A la veille de la grève des métallurgistes italiens du 28 janvier, le syndicat « Août 80 » écrivait : « Le Syndicat libre “Août 80” de Fiat Auto Poland SA et les représentants de notre syndicat du secteur automobile, ainsi qu’une grande partie des travailleurs de Fiat en Pologne, soutiennent l’action de la FIOM en défense des accords collectifs en vigueur des travailleurs italiens de la Fiat. “Août 80” proteste fermement contre les solutions du plan Marchionne, dont la mise en œuvre est en préparation et qui consistent à limiter de manière systématique les droits des travailleurs, a liquider leurs acquis obtenus durant plusieurs décennies et à obliger les travailleurs à des efforts supplémentaires sans augmenter pour autant leurs salaires. La tentative d’éliminer le FIOM des entreprises de Fiat, parce que ce syndicat refuse une telle limitation draconienne des droits des travailleurs, indique que la Fiat et Marchionne ont de facto déclaré la guerre à leurs salariés. (…) La tâche et l’obligation d’un syndicat c’est de défendre les droits des travailleurs.

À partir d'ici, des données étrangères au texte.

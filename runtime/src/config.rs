//! Runtime configuration.
//!
//! Provides typed configuration with bon builders and environment variable
//! fallbacks.

use bon::bon;

// ============================================================================
// RUNTIME CONFIGURATION
// ============================================================================

/// Knobs of the argument assembler and dispatcher.
#[derive(Debug, Clone, PartialEq, Eq)]
pub struct RuntimeConfig {
    /// Emitted slot count above which arguments switch to folded addressing.
    ///
    /// A count equal to the threshold stays unfolded.
    pub fold_slot_threshold: usize,
    /// Upper bound on the total argument buffer size.
    pub max_args_bytes: usize,
    /// Upper bound on the host-resident scalar region.
    pub max_host_input_bytes: usize,
    /// Append the live tiling length to the tiling region for memory-check
    /// tooling.
    pub mem_check: bool,
    /// Synchronize the stream after every launch.
    pub sync_after_launch: bool,
}

impl Default for RuntimeConfig {
    fn default() -> Self {
        Self::builder().build()
    }
}

#[bon]
impl RuntimeConfig {
    #[builder]
    pub fn new(
        #[builder(default = 64)] fold_slot_threshold: usize,
        #[builder(default = 65536)] max_args_bytes: usize,
        #[builder(default = 1024)] max_host_input_bytes: usize,
        #[builder(default = false)] mem_check: bool,
        #[builder(default = false)] sync_after_launch: bool,
    ) -> Self {
        Self { fold_slot_threshold, max_args_bytes, max_host_input_bytes, mem_check, sync_after_launch }
    }

    /// Create configuration from environment variables.
    ///
    /// # Environment Variables
    ///
    /// * `TESSEL_FOLD_SLOT_THRESHOLD` - Fold threshold (default: 64)
    /// * `TESSEL_MAX_ARGS_BYTES` - Argument buffer limit (default: 65536)
    /// * `TESSEL_MAX_HOST_INPUT_BYTES` - Host scalar region limit (default: 1024)
    /// * `TESSEL_MEM_CHECK` - Enable memory-check padding if set
    /// * `TESSEL_SYNC_LAUNCH` - Synchronize after each launch if set
    pub fn from_env() -> Self {
        let fold_slot_threshold =
            std::env::var("TESSEL_FOLD_SLOT_THRESHOLD").ok().and_then(|s| s.parse().ok()).unwrap_or(64);
        let max_args_bytes = std::env::var("TESSEL_MAX_ARGS_BYTES").ok().and_then(|s| s.parse().ok()).unwrap_or(65536);
        let max_host_input_bytes =
            std::env::var("TESSEL_MAX_HOST_INPUT_BYTES").ok().and_then(|s| s.parse().ok()).unwrap_or(1024);
        let mem_check = std::env::var("TESSEL_MEM_CHECK").is_ok();
        let sync_after_launch = std::env::var("TESSEL_SYNC_LAUNCH").is_ok();

        Self { fold_slot_threshold, max_args_bytes, max_host_input_bytes, mem_check, sync_after_launch }
    }
}

// ============================================================================
// PLATFORM
// ============================================================================

/// Target chip description handed to the tiling service.
#[derive(Debug, Clone, PartialEq, Eq)]
pub struct PlatformInfo {
    pub soc_version: String,
    pub aicore_count: u32,
    pub vector_core_count: u32,
    pub aicpu_count: u32,
    /// Unified buffer bytes per AI core.
    pub ub_size: usize,
}

impl Default for PlatformInfo {
    fn default() -> Self {
        Self::builder().build()
    }
}

#[bon]
impl PlatformInfo {
    #[builder]
    pub fn new(
        #[builder(into, default = String::from("sim"))] soc_version: String,
        #[builder(default = 24)] aicore_count: u32,
        #[builder(default = 48)] vector_core_count: u32,
        #[builder(default = 6)] aicpu_count: u32,
        #[builder(default = 196_608)] ub_size: usize,
    ) -> Self {
        Self { soc_version, aicore_count, vector_core_count, aicpu_count, ub_size }
    }
}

C’est pour cette raison que nous envoyons l’expression de notre total soutien aux actions de la FIOM. Nous vous souhaitons la victoire, car ce sera la victoire de tous les travailleurs. » Le 28 janvier, une centaines de travailleurs de Fiat Auto Poland ont manifesté devant l’Ambassade d’Italie à Varsovie (à 350 km de leur entreprise à Tychy) en solidarité avec la grève des métallos italiens à l’appel d’« Août 80 ». A Turin, prenant la parole à la manifestation, Giorgio Airaudo a fait applaudir les délégations syndicales solidaires présentes de la CGT (France) et de l’IG Metall (Allemagne) ainsi que le syndicat « Août 80 », qui « non seulement se solidarise avec nous, mais soutient nos revendications ».